So yeah, not feeling too great which is why I feel the need to have sorrows to drown in the first place.

I think the girl I like doesn't love me but I may just be saying that because she called off work for some reason. My egotistical narcissistic ass thinks it's because she doesn't want to see me even though the last couple times I encountered her went well but maybe that's only my shitty, misinformed perspective. It's a definite possibility that I've just been delusional all along and she doesn't like me in the slightest. God listen to me prattle on as usual about how much I fucking suck. I hate this aspect of myself too. It's just another cog in the awful machine I am. Even if she didn't call out because of me, that just leaves me worried for her like maybe she's injured or sick or maybe she's actually with someone better than me and just wanted to hang out with him. How dare this man be there for her? That should have been me, whoever he is. I'm such a terrible person for thinking this. I know people seem to think I'm too hard on myself but the truth is I'm not. I mean it. I really really am as terrible as I say. This sick obsession of mine isn't cute, it's deplorable. It's disgusting. It's degenerate. In the event that I actually did manage to get with her, I'd probably still find some way to ruin it. To ruin her.
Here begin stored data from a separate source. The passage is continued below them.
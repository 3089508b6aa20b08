//! Connection Controller
//!
//! The client-side connection state machine. Three states:
//!
//! ```text
//!                toggle              complete_connect
//! Disconnected ─────────▶ Connecting ─────────────────▶ Connected
//!       ▲                     │                             │
//!       │                     └── toggle: no-op             │
//!       └──────────────────────── toggle ───────────────────┘
//! ```
//!
//! The simulated connect always succeeds, so there is no error state
//! and no cancellation path out of `Connecting`. All operations here
//! are synchronous and total; `SessionDriver` supplies the scheduled
//! callbacks that call `complete_connect` and `tick`.

use crate::address::{MaskedAddress, MaskedAddressGenerator, ObservedAddress};
use crate::catalog::{CatalogError, ServerCatalog, ServerId, ServerProfile};
use tracing::debug;

/// Connection state
#[derive(Debug, Clone, Copy, PartialEq, Eq)]
pub enum ConnectionStatus {
    /// No session, masked pair cleared (initial state)
    Disconnected,
    /// Simulated negotiation in progress, toggle disabled
    Connecting,
    /// Session up, masked pair populated, timer running
    Connected,
}

impl ConnectionStatus {
    /// Check if the session is up
    pub fn is_connected(&self) -> bool {
        matches!(self, ConnectionStatus::Connected)
    }

    /// Check if the simulated negotiation is in progress
    pub fn is_connecting(&self) -> bool {
        matches!(self, ConnectionStatus::Connecting)
    }

    /// Badge text shown on the dashboard
    pub fn label(&self) -> &'static str {
        match self {
            ConnectionStatus::Disconnected => "Disconnected",
            ConnectionStatus::Connecting => "Connecting",
            ConnectionStatus::Connected => "Connected",
        }
    }
}

impl std::fmt::Display for ConnectionStatus {
    fn fmt(&self, f: &mut std::fmt::Formatter<'_>) -> std::fmt::Result {
        write!(f, "{}", self.label())
    }
}

/// What a toggle did
#[derive(Debug, Clone, Copy, PartialEq, Eq)]
pub enum ToggleOutcome {
    /// Left Disconnected; the caller must schedule `complete_connect`
    ConnectStarted,
    /// Left Connected; masked pair cleared, timer reset
    Disconnected,
    /// Toggle arrived while Connecting and was ignored
    Ignored,
}

/// Point-in-time copy of everything the dashboard renders
#[derive(Debug, Clone)]
pub struct StatusSnapshot {
    /// Current state
    pub status: ConnectionStatus,
    /// Selected catalog entry
    pub server: ServerProfile,
    /// Real public addresses (per-family, may be unavailable)
    pub observed: ObservedAddress,
    /// Fabricated pair, `Some` only while connected
    pub masked: Option<MaskedAddress>,
    /// Seconds since entering Connected
    pub uptime_secs: u64,
}

/// The connection-state state machine
///
/// Invariants, held after every operation:
/// - exactly one enabled catalog entry is selected
/// - the masked pair is `Some` only while Connected
/// - the session timer is non-zero only while Connected
pub struct ConnectionController {
    status: ConnectionStatus,
    catalog: ServerCatalog,
    selected: ServerId,
    observed: ObservedAddress,
    masked: Option<MaskedAddress>,
    uptime_secs: u64,
    generator: Box<dyn MaskedAddressGenerator>,
}

impl ConnectionController {
    /// Create a controller over a catalog
    ///
    /// The first enabled entry becomes the initial selection.
    pub fn new(
        catalog: ServerCatalog,
        generator: Box<dyn MaskedAddressGenerator>,
    ) -> Result<Self, CatalogError> {
        let selected = catalog
            .first_enabled()
            .ok_or(CatalogError::EmptyCatalog)?
            .id;

        Ok(Self {
            status: ConnectionStatus::Disconnected,
            catalog,
            selected,
            observed: ObservedAddress::default(),
            masked: None,
            uptime_secs: 0,
            generator,
        })
    }

    /// Create over the built-in catalog
    pub fn with_defaults(generator: Box<dyn MaskedAddressGenerator>) -> Self {
        Self::new(ServerCatalog::default(), generator)
            .expect("built-in catalog has enabled entries")
    }

    /// Current state
    pub fn status(&self) -> ConnectionStatus {
        self.status
    }

    /// Selected server id
    pub fn selected(&self) -> ServerId {
        self.selected
    }

    /// Selected catalog entry
    pub fn selected_profile(&self) -> &ServerProfile {
        self.catalog
            .find(self.selected)
            .expect("selection always points into the catalog")
    }

    /// The catalog this session selects from
    pub fn catalog(&self) -> &ServerCatalog {
        &self.catalog
    }

    /// Real public addresses as last reported
    pub fn observed(&self) -> ObservedAddress {
        self.observed
    }

    /// Store the startup lookup result
    pub fn set_observed(&mut self, observed: ObservedAddress) {
        self.observed = observed;
    }

    /// Fabricated pair, `Some` only while connected
    pub fn masked(&self) -> Option<MaskedAddress> {
        self.masked
    }

    /// Seconds since entering Connected
    pub fn uptime_secs(&self) -> u64 {
        self.uptime_secs
    }

    /// Handle the connect/disconnect button
    pub fn toggle(&mut self) -> ToggleOutcome {
        match self.status {
            ConnectionStatus::Disconnected => {
                self.status = ConnectionStatus::Connecting;
                ToggleOutcome::ConnectStarted
            }
            ConnectionStatus::Connecting => {
                debug!("toggle ignored while connecting");
                ToggleOutcome::Ignored
            }
            ConnectionStatus::Connected => {
                self.status = ConnectionStatus::Disconnected;
                self.masked = None;
                self.uptime_secs = 0;
                ToggleOutcome::Disconnected
            }
        }
    }

    /// Finish the simulated negotiation
    ///
    /// Called by the driver once the fixed delay elapses. Only acts
    /// while Connecting; the simulated connect cannot fail.
    pub fn complete_connect(&mut self) {
        if !self.status.is_connecting() {
            return;
        }

        self.status = ConnectionStatus::Connected;
        self.masked = Some(self.generator.generate());
        self.uptime_secs = 0;
    }

    /// Advance the session timer by one second
    ///
    /// Counts only while Connected; a stray tick in any other state
    /// changes nothing.
    pub fn tick(&mut self) {
        if self.status.is_connected() {
            self.uptime_secs += 1;
        }
    }

    /// Replace the selection
    ///
    /// Allowed in every state, including mid-connection; no
    /// re-handshake is modeled, so nothing else changes.
    pub fn select_server(&mut self, id: ServerId) -> Result<(), CatalogError> {
        if self.catalog.find(id).is_none() {
            return Err(CatalogError::UnknownServer(id.to_string()));
        }

        self.selected = id;
        debug!("selected server: {}", id);
        Ok(())
    }

    /// Copy out everything the dashboard renders
    pub fn snapshot(&self) -> StatusSnapshot {
        StatusSnapshot {
            status: self.status,
            server: self.selected_profile().clone(),
            observed: self.observed,
            masked: self.masked,
            uptime_secs: self.uptime_secs,
        }
    }
}

/// Format a session timer as HH:MM:SS
pub fn format_uptime(seconds: u64) -> String {
    let hrs = seconds / 3600;
    let mins = (seconds % 3600) / 60;
    let secs = seconds % 60;
    format!("{:02}:{:02}:{:02}", hrs, mins, secs)
}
Part of why I'm scared is I just don't want to hurt her. I think I love her so much but what do I know? Maybe people are right that I don't know what real love is but if that's true then why is it my lot in life to unfairly never get to experience it just because I'm being naive about it? So many other people get to fail upward when it comes to love what makes me so uniquely awful? I mean I know I am awful but why should I be forced to have to struggle when so many others don't?

Anyway, I'm not drunk. I only took 50 minutes of sipping while writing this post anyway.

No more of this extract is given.